Work task →
From the first line of the records below through the line containing "use crate::error::ConfigError;", copy everything exactly and nothing more.

*** Opening of Record excerpts ***

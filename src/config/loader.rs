//! Configuration loading from the process environment.

use std::env;
use std::str::FromStr;

use axum::http::uri::Authority;
use url::Url;

use crate::config::schema::{Config, ObservabilityConfig, ProbeConfig, TimeoutConfig};
use crate::error::ConfigError;

/// Read an environment variable, falling back to a default.
fn env_or(key: &str, default: &str) -> String {
    env::var(key).unwrap_or_else(|_| default.to_string())
}

/// Read a required environment variable.
fn env_required(key: &'static str) -> Result<String, ConfigError> {
    match env::var(key) {
        Ok(v) if !v.trim().is_empty() => Ok(v.trim().to_string()),
        _ => Err(ConfigError::MissingVar(key)),
    }
}

/// Parse a network port, rejecting 0 and anything that does not fit in u16.
fn parse_port(key: &'static str, raw: &str) -> Result<u16, ConfigError> {
    match raw.parse::<u16>() {
        Ok(0) | Err(_) => Err(ConfigError::InvalidPort {
            var: key,
            value: raw.to_string(),
        }),
        Ok(p) => Ok(p),
    }
}

fn parse_secs(key: &'static str, raw: &str) -> Result<u64, ConfigError> {
    raw.parse::<u64>().map_err(|_| ConfigError::InvalidValue {
        var: key,
        value: raw.to_string(),
        expected: "a non-negative integer",
    })
}

fn parse_bool(key: &'static str, raw: &str) -> Result<bool, ConfigError> {
    raw.parse::<bool>().map_err(|_| ConfigError::InvalidValue {
        var: key,
        value: raw.to_string(),
        expected: "true or false",
    })
}

/// Validate the upstream host shape.
///
/// Accepts anything that forms a valid authority and URL together with the
/// port, which is exactly what [`crate::upstream::UpstreamTarget`] builds
/// from it later; rejecting here keeps that construction infallible.
fn validate_host(host: &str, port: u16) -> Result<(), ConfigError> {
    let invalid = || ConfigError::InvalidHost {
        value: host.to_string(),
    };

    // Userinfo, paths and whitespace would smuggle through authority
    // parsing with a different host than the one configured.
    if host.contains(|c: char| c.is_whitespace()) || host.contains('@') || host.contains('/') {
        return Err(invalid());
    }

    let authority = Authority::from_str(&format!("{}:{}", host, port)).map_err(|_| invalid())?;
    if authority.port_u16() != Some(port) {
        return Err(invalid());
    }
    Url::parse(&format!("http://{}:{}", host, port)).map_err(|_| invalid())?;

    Ok(())
}

impl Config {
    /// Load and validate configuration from environment variables.
    ///
    /// Fails fast: any missing required value or out-of-range port is
    /// returned as a [`ConfigError`] and the caller is expected to exit
    /// without binding a socket.
    pub fn from_env() -> Result<Self, ConfigError> {
        let upstream_host = env_required("UPSTREAM_HOST")?;
        let upstream_port = parse_port("UPSTREAM_PORT", &env_required("UPSTREAM_PORT")?)?;
        validate_host(&upstream_host, upstream_port)?;
        let listen_port = parse_port("LISTEN_PORT", &env_or("LISTEN_PORT", "8080"))?;

        let probe_defaults = ProbeConfig::default();
        let probe = ProbeConfig {
            interval_secs: parse_secs(
                "PROBE_INTERVAL_SECS",
                &env_or(
                    "PROBE_INTERVAL_SECS",
                    &probe_defaults.interval_secs.to_string(),
                ),
            )?,
            timeout_secs: parse_secs(
                "PROBE_TIMEOUT_SECS",
                &env_or(
                    "PROBE_TIMEOUT_SECS",
                    &probe_defaults.timeout_secs.to_string(),
                ),
            )?,
            path: env_or("PROBE_PATH", &probe_defaults.path),
        };

        let timeout_defaults = TimeoutConfig::default();
        let timeouts = TimeoutConfig {
            connect_secs: parse_secs(
                "CONNECT_TIMEOUT_SECS",
                &env_or(
                    "CONNECT_TIMEOUT_SECS",
                    &timeout_defaults.connect_secs.to_string(),
                ),
            )?,
            upstream_secs: parse_secs(
                "UPSTREAM_TIMEOUT_SECS",
                &env_or(
                    "UPSTREAM_TIMEOUT_SECS",
                    &timeout_defaults.upstream_secs.to_string(),
                ),
            )?,
            shutdown_grace_secs: parse_secs(
                "SHUTDOWN_GRACE_SECS",
                &env_or(
                    "SHUTDOWN_GRACE_SECS",
                    &timeout_defaults.shutdown_grace_secs.to_string(),
                ),
            )?,
        };

        let observability_defaults = ObservabilityConfig::default();
        let observability = ObservabilityConfig {
            metrics_enabled: parse_bool("METRICS_ENABLED", &env_or("METRICS_ENABLED", "false"))?,
            metrics_address: env_or("METRICS_ADDRESS", &observability_defaults.metrics_address),
        };

        Ok(Config {
            upstream_host,
            upstream_port,
            listen_port,
            probe,
            timeouts,
            observability,
        })
    }
}
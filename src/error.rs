//! Error taxonomy for the bridge proxy.
//!
//! Configuration errors are fatal and only occur at startup. Per-request
//! errors are contained to the request that produced them and render as
//! gateway responses, so the caller can always tell a proxy failure apart
//! from an upstream application error.

use axum::{
    http::StatusCode,
    response::{IntoResponse, Response},
    Json,
};
use serde_json::json;
use thiserror::Error;

/// Fatal startup errors. Never retried; the process exits non-zero.
#[derive(Error, Debug)]
pub enum ConfigError {
    #[error("missing required environment variable: {0}")]
    MissingVar(&'static str),

    #[error("{var} must be a port in 1-65535, got {value:?}")]
    InvalidPort { var: &'static str, value: String },

    #[error("{var} must be {expected}, got {value:?}")]
    InvalidValue {
        var: &'static str,
        value: String,
        expected: &'static str,
    },

    #[error("UPSTREAM_HOST is not a usable host address, got {value:?}")]
    InvalidHost { value: String },
}

/// Per-request forwarding errors, surfaced to the caller as gateway
/// responses. These never crash the listener or affect other requests.
#[derive(Error, Debug)]
pub enum ProxyError {
    #[error("upstream unreachable: {0}")]
    UpstreamUnreachable(String),

    #[error("upstream timed out after {0}s")]
    UpstreamTimeout(u64),

    #[error("could not build upstream request: {0}")]
    BadUpstreamRequest(String),
}

impl ProxyError {
    /// Gateway status for this failure, distinct from anything the upstream
    /// application itself would return through the relay.
    pub fn status(&self) -> StatusCode {
        match self {
            ProxyError::UpstreamTimeout(_) => StatusCode::GATEWAY_TIMEOUT,
            ProxyError::UpstreamUnreachable(_) | ProxyError::BadUpstreamRequest(_) => {
                StatusCode::BAD_GATEWAY
            }
        }
    }
}

impl IntoResponse for ProxyError {
    fn into_response(self) -> Response {
        let status = self.status();
        let body = Json(json!({
            "error": self.to_string(),
        }));
        (status, body).into_response()
    }
}
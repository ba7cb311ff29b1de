//! Observability subsystem.
//!
//! # Design Decisions
//! - Structured logging via `tracing`; filter comes from `RUST_LOG` with a
//!   `LOG_LEVEL` fallback so deployments without `RUST_LOG` still work.
//! - Metrics are cheap atomic updates and opt-in; the Prometheus endpoint
//!   only starts when enabled in config.

pub mod logging;
pub mod metrics;
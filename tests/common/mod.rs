//! Shared utilities for integration testing.

use std::net::SocketAddr;
use std::sync::Arc;
use std::time::Duration;

use tokio::io::{AsyncReadExt, AsyncWriteExt};
use tokio::net::TcpListener;
use tokio::sync::mpsc;

use tether::config::{Config, ObservabilityConfig, ProbeConfig, TimeoutConfig};
use tether::health::{HealthHandle, HealthProber};
use tether::http::ProxyServer;
use tether::lifecycle::Shutdown;
use tether::upstream::UpstreamTarget;

/// Test configuration pointing at a loopback upstream, with short timeouts
/// and a 1s probe interval.
pub fn test_config(listen_port: u16, upstream_port: u16) -> Config {
    Config {
        upstream_host: "127.0.0.1".to_string(),
        upstream_port,
        listen_port,
        probe: ProbeConfig {
            interval_secs: 1,
            timeout_secs: 1,
            path: "/kaithhealthcheck".to_string(),
        },
        timeouts: TimeoutConfig {
            connect_secs: 1,
            upstream_secs: 3,
            shutdown_grace_secs: 1,
        },
        observability: ObservabilityConfig::default(),
    }
}

/// Spawn the full proxy (server + prober) against the given config.
///
/// Returns the shutdown coordinator and the shared health handle so tests
/// can observe probe transitions directly.
pub async fn spawn_proxy(config: Config) -> (Shutdown, HealthHandle) {
    let upstream = UpstreamTarget::from_config(&config);
    let shutdown = Shutdown::new();
    let health = HealthHandle::new();

    let prober = HealthProber::new(upstream.clone(), config.probe.clone(), health.clone());
    tokio::spawn(prober.run(shutdown.subscribe()));

    let listener = TcpListener::bind(("127.0.0.1", config.listen_port))
        .await
        .unwrap();
    let server = ProxyServer::new(&config, upstream, health.clone());
    let rx = shutdown.subscribe();
    tokio::spawn(async move {
        let _ = server.run(listener, rx).await;
    });

    // Give the server a moment to start accepting.
    tokio::time::sleep(Duration::from_millis(200)).await;
    (shutdown, health)
}

/// Start a mock upstream that returns a fixed response to every request.
pub async fn start_mock_upstream(addr: SocketAddr, content_type: &'static str, body: &'static str) {
    let listener = TcpListener::bind(addr).await.unwrap();

    tokio::spawn(async move {
        loop {
            match listener.accept().await {
                Ok((mut socket, _)) => {
                    tokio::spawn(async move {
                        let mut buf = [0u8; 4096];
                        let _ = socket.read(&mut buf).await;
                        let response = format!(
                            "HTTP/1.1 200 OK\r\nContent-Type: {}\r\nContent-Length: {}\r\nConnection: close\r\n\r\n{}",
                            content_type,
                            body.len(),
                            body
                        );
                        let _ = socket.write_all(response.as_bytes()).await;
                        let _ = socket.shutdown().await;
                    });
                }
                Err(_) => break,
            }
        }
    });
}

/// Start a programmable mock upstream whose status and body are decided per
/// request by the supplied closure.
#[allow(dead_code)]
pub async fn start_programmable_upstream<F>(addr: SocketAddr, f: F)
where
    F: Fn() -> (u16, String) + Send + Sync + 'static,
{
    let listener = TcpListener::bind(addr).await.unwrap();
    let f = Arc::new(f);

    tokio::spawn(async move {
        loop {
            match listener.accept().await {
                Ok((mut socket, _)) => {
                    let f = f.clone();
                    tokio::spawn(async move {
                        let mut buf = [0u8; 4096];
                        let _ = socket.read(&mut buf).await;
                        let (status, body) = f();
                        let status_text = match status {
                            200 => "200 OK",
                            404 => "404 Not Found",
                            500 => "500 Internal Server Error",
                            503 => "503 Service Unavailable",
                            _ => "200 OK",
                        };
                        let response = format!(
                            "HTTP/1.1 {}\r\nContent-Length: {}\r\nConnection: close\r\n\r\n{}",
                            status_text,
                            body.len(),
                            body
                        );
                        let _ = socket.write_all(response.as_bytes()).await;
                        let _ = socket.shutdown().await;
                    });
                }
                Err(_) => break,
            }
        }
    });
}

/// Start a mock upstream that records the raw request head and body it
/// receives, sending each captured request through the returned channel.
#[allow(dead_code)]
pub async fn start_capture_upstream(addr: SocketAddr) -> mpsc::UnboundedReceiver<String> {
    let listener = TcpListener::bind(addr).await.unwrap();
    let (tx, rx) = mpsc::unbounded_channel();

    tokio::spawn(async move {
        loop {
            match listener.accept().await {
                Ok((mut socket, _)) => {
                    let tx = tx.clone();
                    tokio::spawn(async move {
                        let raw = read_http_request(&mut socket).await;
                        let _ = tx.send(raw);
                        let _ = socket
                            .write_all(
                                b"HTTP/1.1 200 OK\r\nContent-Length: 2\r\nConnection: close\r\n\r\nok",
                            )
                            .await;
                        let _ = socket.shutdown().await;
                    });
                }
                Err(_) => break,
            }
        }
    });

    rx
}

/// Read one HTTP/1.1 request (head plus content-length body) as a string.
#[allow(dead_code)]
async fn read_http_request(socket: &mut tokio::net::TcpStream) -> String {
    let mut data = Vec::new();
    let mut buf = [0u8; 4096];

    loop {
        match socket.read(&mut buf).await {
            Ok(0) => break,
            Ok(n) => {
                data.extend_from_slice(&buf[..n]);
                if let Some(head_end) = find_head_end(&data) {
                    let head = String::from_utf8_lossy(&data[..head_end]).to_lowercase();
                    let content_length: usize = head
                        .lines()
                        .find_map(|l| l.strip_prefix("content-length:"))
                        .and_then(|v| v.trim().parse().ok())
                        .unwrap_or(0);
                    if data.len() >= head_end + 4 + content_length {
                        break;
                    }
                }
            }
            Err(_) => break,
        }
    }

    String::from_utf8_lossy(&data).to_string()
}

#[allow(dead_code)]
fn find_head_end(data: &[u8]) -> Option<usize> {
    data.windows(4).position(|w| w == b"\r\n\r\n")
}

/// Start a mock upstream that streams a chunked response, one chunk at a
/// time with a pause between them.
#[allow(dead_code)]
pub async fn start_streaming_upstream(addr: SocketAddr, chunks: &'static [&'static str]) {
    let listener = TcpListener::bind(addr).await.unwrap();

    tokio::spawn(async move {
        loop {
            match listener.accept().await {
                Ok((mut socket, _)) => {
                    tokio::spawn(async move {
                        let mut buf = [0u8; 4096];
                        let _ = socket.read(&mut buf).await;
                        let _ = socket
                            .write_all(
                                b"HTTP/1.1 200 OK\r\nContent-Type: application/octet-stream\r\nTransfer-Encoding: chunked\r\n\r\n",
                            )
                            .await;
                        for chunk in chunks {
                            let framed = format!("{:x}\r\n{}\r\n", chunk.len(), chunk);
                            if socket.write_all(framed.as_bytes()).await.is_err() {
                                return;
                            }
                            let _ = socket.flush().await;
                            tokio::time::sleep(Duration::from_millis(50)).await;
                        }
                        let _ = socket.write_all(b"0\r\n\r\n").await;
                        let _ = socket.shutdown().await;
                    });
                }
                Err(_) => break,
            }
        }
    });
}
//! perftree - In-Process Performance Instrumentation
//!
//! Application code marks the start and end of units of work; the engine
//! assembles them into a timing tree per thread, samples system metrics in the
//! background and hands finished trees to pluggable sinks. Misbehaving probes
//! and sinks are isolated and disabled instead of affecting the application.
//!
//! # Architecture
//!
//! ```text
//! ┌────────────────────────────────────────────────────────────────────┐
//! │                              Engine                                │
//! ├────────────────────────────────────────────────────────────────────┤
//! │  start / measure ──▶ thread-local MeasurementHierarchy             │
//! │                            │ root finished                         │
//! │                            ▼                                       │
//! │                       Dispatcher ──▶ RobustDataSink ──▶ DataSink   │
//! │                                                                    │
//! │  TimedScalarSampler (thread) ──▶ RobustScalarProbe ──▶ ScalarProbe │
//! │        │                                                           │
//! │        ▼                                                           │
//! │  RingBuffer per metric                                             │
//! └────────────────────────────────────────────────────────────────────┘
//! ```
//!
//! # Modules
//!
//! - [`config`] - Engine configuration and the global kill switch
//! - [`data`] - Immutable snapshot types delivered to sinks
//! - [`diagnostics`] - Counters of reported misuse and disabled collaborators
//! - [`dump`] - Periodic logging of scalar measurements
//! - [`engine`] - The engine facade and the optional global instance
//! - [`error`] - Error types
//! - [`measure`] - Measurement handles and the per-thread hierarchy
//! - [`probe`] - Scalar and environment probes
//! - [`robust`] - Fault-isolating wrappers around probes and sinks
//! - [`sampler`] - Periodic scalar sampling with bounded history
//! - [`sink`] - Consumers of finished trees
//! - [`timer`] - Injectable monotonic clock

pub mod config;
pub mod data;
pub mod diagnostics;
pub mod dump;
pub mod engine;
pub mod error;
pub mod measure;
pub mod probe;
pub mod robust;
pub mod sampler;
pub mod sink;
pub mod timer;

// Re-export commonly used types
pub use config::EngineConfig;
pub use data::{
    CorrelationId, EnvironmentData, HierarchicalData, HierarchicalDataRoot, RingBuffer,
    ScalarDataPoint,
};
pub use engine::{Engine, EngineBuilder};
pub use error::{Error, Result};
pub use measure::{CollectingMeasurement, SimpleMeasurement};
pub use timer::{ManualTimer, SystemTimer, Timer};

*** Close of Record excerpts ***

Solution to this problem →
filename src/config/loader.rs
//! Configuration loading from the process environment.

use std::env;
use std::str::FromStr;

use axum::http::uri::Authority;
use url::Url;

use crate::config::schema::{Config, ObservabilityConfig, ProbeConfig, TimeoutConfig};
use crate::error::ConfigError;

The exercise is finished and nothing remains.